In the unfortunate situation of the presented case, warfarin was changed to the NOAC likely with good intentions but in the lack of knowledge that in patients with mechanical prosthetic valve – even more so in the mitral position – this is contraindicated. The case therefore once more underlines the importance of continuing our intense educational efforts on stroke prevention in AF and the proper use of NOACs [12]. With four drugs available in different indications (including stroke prevention, treatment of deep vein thrombosis/pulmonary embolism, prevention of deep vein thrombosis, etc.) with varying dosages and different patient populations, the potential for confusion is enormous. A good example is the recently published COMPASS trial, where addition of a very low dose of rivaroxaban (2 × 2.5 mg – numerically identical to the reduced dose of apixaban for stroke prevention in AF) was shown to be beneficial in patients with chronic coronary artery disease – but without AF! [13]

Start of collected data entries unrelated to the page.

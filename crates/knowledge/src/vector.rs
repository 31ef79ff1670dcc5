//! Semantic similarity for retrieval scoring.
//!
//! Pure-Rust implementations of:
//! - Cosine similarity
//! - A feature-hashing bag-of-words embedder
//! - The [`SemanticComparator`] seam the retriever scores through

/// Compute cosine similarity between two vectors.
///
/// Returns a value in [-1, 1] where 1 = identical, 0 = orthogonal, -1 = opposite.
/// Returns 0.0 if the lengths differ, either vector is empty, or either is all zeros.
pub fn cosine_similarity(a: &[f32], b: &[f32]) -> f32 {
    if a.len() != b.len() || a.is_empty() {
        return 0.0;
    }

    let mut dot = 0.0f64;
    let mut norm_a = 0.0f64;
    let mut norm_b = 0.0f64;

    for (x, y) in a.iter().zip(b.iter()) {
        let x = *x as f64;
        let y = *y as f64;
        dot += x * y;
        norm_a += x * x;
        norm_b += y * y;
    }

    let denom = norm_a.sqrt() * norm_b.sqrt();
    if denom < 1e-10 {
        return 0.0;
    }

    (dot / denom) as f32
}

/// Scores how close a passage is to a question in meaning.
///
/// Returning `None` means "no opinion" and the retriever substitutes a
/// neutral constant. Implementations must be deterministic.
pub trait SemanticComparator: Send + Sync {
    fn name(&self) -> &str;

    /// Similarity in `[0, 1]`, or `None` when unavailable for this pair.
    fn similarity(&self, question: &str, passage: &str) -> Option<f64>;
}

/// Deterministic embedder: hashes each lowercase word (and each adjacent
/// word pair) into a fixed number of buckets.
#[derive(Debug, Clone, Copy, PartialEq, Eq)]
pub struct HashingEmbedder {
    dims: usize,
}

impl HashingEmbedder {
    pub const DEFAULT_DIMS: usize = 256;

    pub fn new(dims: usize) -> Self {
        Self { dims: dims.max(1) }
    }

    pub fn dims(&self) -> usize {
        self.dims
    }

    /// Embed `text`. Returns `None` for text with no words.
    pub fn embed(&self, text: &str) -> Option<Vec<f32>> {
        let words: Vec<String> = words(text).collect();
        if words.is_empty() {
            return None;
        }

        let mut vector = vec![0.0f32; self.dims];
        for word in &words {
            vector[self.bucket(word.as_bytes())] += 1.0;
        }
        for pair in words.windows(2) {
            let joined = format!("{} {}", pair[0], pair[1]);
            vector[self.bucket(joined.as_bytes())] += 0.5;
        }
        Some(vector)
    }

    fn bucket(&self, bytes: &[u8]) -> usize {
        (fnv1a(bytes) % self.dims as u64) as usize
    }
}

impl Default for HashingEmbedder {
    fn default() -> Self {
        Self::new(Self::DEFAULT_DIMS)
    }
}

impl SemanticComparator for HashingEmbedder {
    fn name(&self) -> &str {
        "hashing"
    }

    fn similarity(&self, question: &str, passage: &str) -> Option<f64> {
        let q = self.embed(question)?;
        let p = self.embed(passage)?;
        // Counts are non-negative, so the cosine is already in [0, 1].
        Some(f64::from(cosine_similarity(&q, &p)).clamp(0.0, 1.0))
    }
}

/// Lowercase alphanumeric words.
pub(crate) fn words(text: &str) -> impl Iterator<Item = String> + '_ {
    text.split(|c: char| !c.is_alphanumeric() && c != '\'')
        .map(|w| w.trim_matches('\''))
        .filter(|w| !w.is_empty())
        .map(str::to_lowercase)
}

fn fnv1a(bytes: &[u8]) -> u64 {
    const OFFSET: u64 = 0xcbf2_9ce4_8422_2325;
    const PRIME: u64 = 0x0000_0100_0000_01b3;
    bytes
        .iter()
        .fold(OFFSET, |hash, b| (hash ^ u64::from(*b)).wrapping_mul(PRIME))
}

#[cfg(test)]
mod tests {
    use super::*;

    #[test]
    fn cosine_identical_vectors() {
        let v = vec![1.0, 2.0, 3.0];
        let sim = cosine_similarity(&v, &v);
        assert!((sim - 1.0).abs() < 1e-6);
    }

    #[test]
    fn cosine_orthogonal_vectors() {
        let a = vec![1.0, 0.0, 0.0];
        let b = vec![0.0, 1.0, 0.0];
        assert!(cosine_similarity(&a, &b).abs() < 1e-6);
    }

    #[test]
    fn cosine_mismatched_or_zero() {
        assert_eq!(cosine_similarity(&[1.0, 2.0], &[1.0]), 0.0);
        assert_eq!(cosine_similarity(&[], &[]), 0.0);
        assert_eq!(cosine_similarity(&[0.0, 0.0], &[1.0, 1.0]), 0.0);
    }

    #[test]
    fn embedding_is_deterministic() {
        let e = HashingEmbedder::default();
        assert_eq!(e.embed("The Sun rises"), e.embed("the  SUN rises"));
        assert_eq!(e.embed("The Sun rises").unwrap().len(), 256);
    }

    #[test]
    fn blank_text_has_no_embedding() {
        let e = HashingEmbedder::default();
        assert!(e.embed("  ... ").is_none());
        assert!(e.similarity("", "any passage").is_none());
    }

    #[test]
    fn related_text_scores_higher() {
        let e = HashingEmbedder::default();
        let question = "will my career improve at work";
        let close = e.similarity(question, "Work and career improve with steady effort").unwrap();
        let far = e.similarity(question, "Cups belong to water and feeling").unwrap();
        assert!(close > far);
        assert!((0.0..=1.0).contains(&close));
    }

    #[test]
    fn words_split_and_lowercase() {
        let w: Vec<String> = words("Can't stop, WON'T stop!").collect();
        assert_eq!(w, vec!["can't", "stop", "won't", "stop"]);
    }
}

Things have become more complicated over the last 10 years; there does not seem to be a “one-size-fits-all solution,” and a balanced, patient-tailored use of NOACs seems to be the way to go. And indeed, recent data indicate that the proper usage of these novel agents may pay out: registries from both the UK and Sweden observed for the first time a reduced incidence in ischemic stroke in AF patients [14, 15]. Hence, NOACs, if correctly used for the right patients, carries a great potential in stroke prevention in AF – for most, but not for all patients, as the current case nicely illustrates.
Disclosure Statement
Dr. Steffel has received consultant and/or speaker fees from Abbott, Amgen, Astra-Zeneca, Atricure, Bayer, Biosense Webster, Biotronik, Boehringer-Ingelheim, Boston Scientific, Bristol-Myers Squibb, Daiichi Sankyo, Medscape, Medtronic, Merck/MSD, Novartis, Pfizer, Sanofi-Aventis, WebMD, and Zoll. He reports ownership of CorXL. Dr. Steffel has received grant support through his institution from Abbott, Bayer Healthcare, Biosense Webster, Biotronik, Boston Scientific, Daiichi Sankyo, and Medtronic.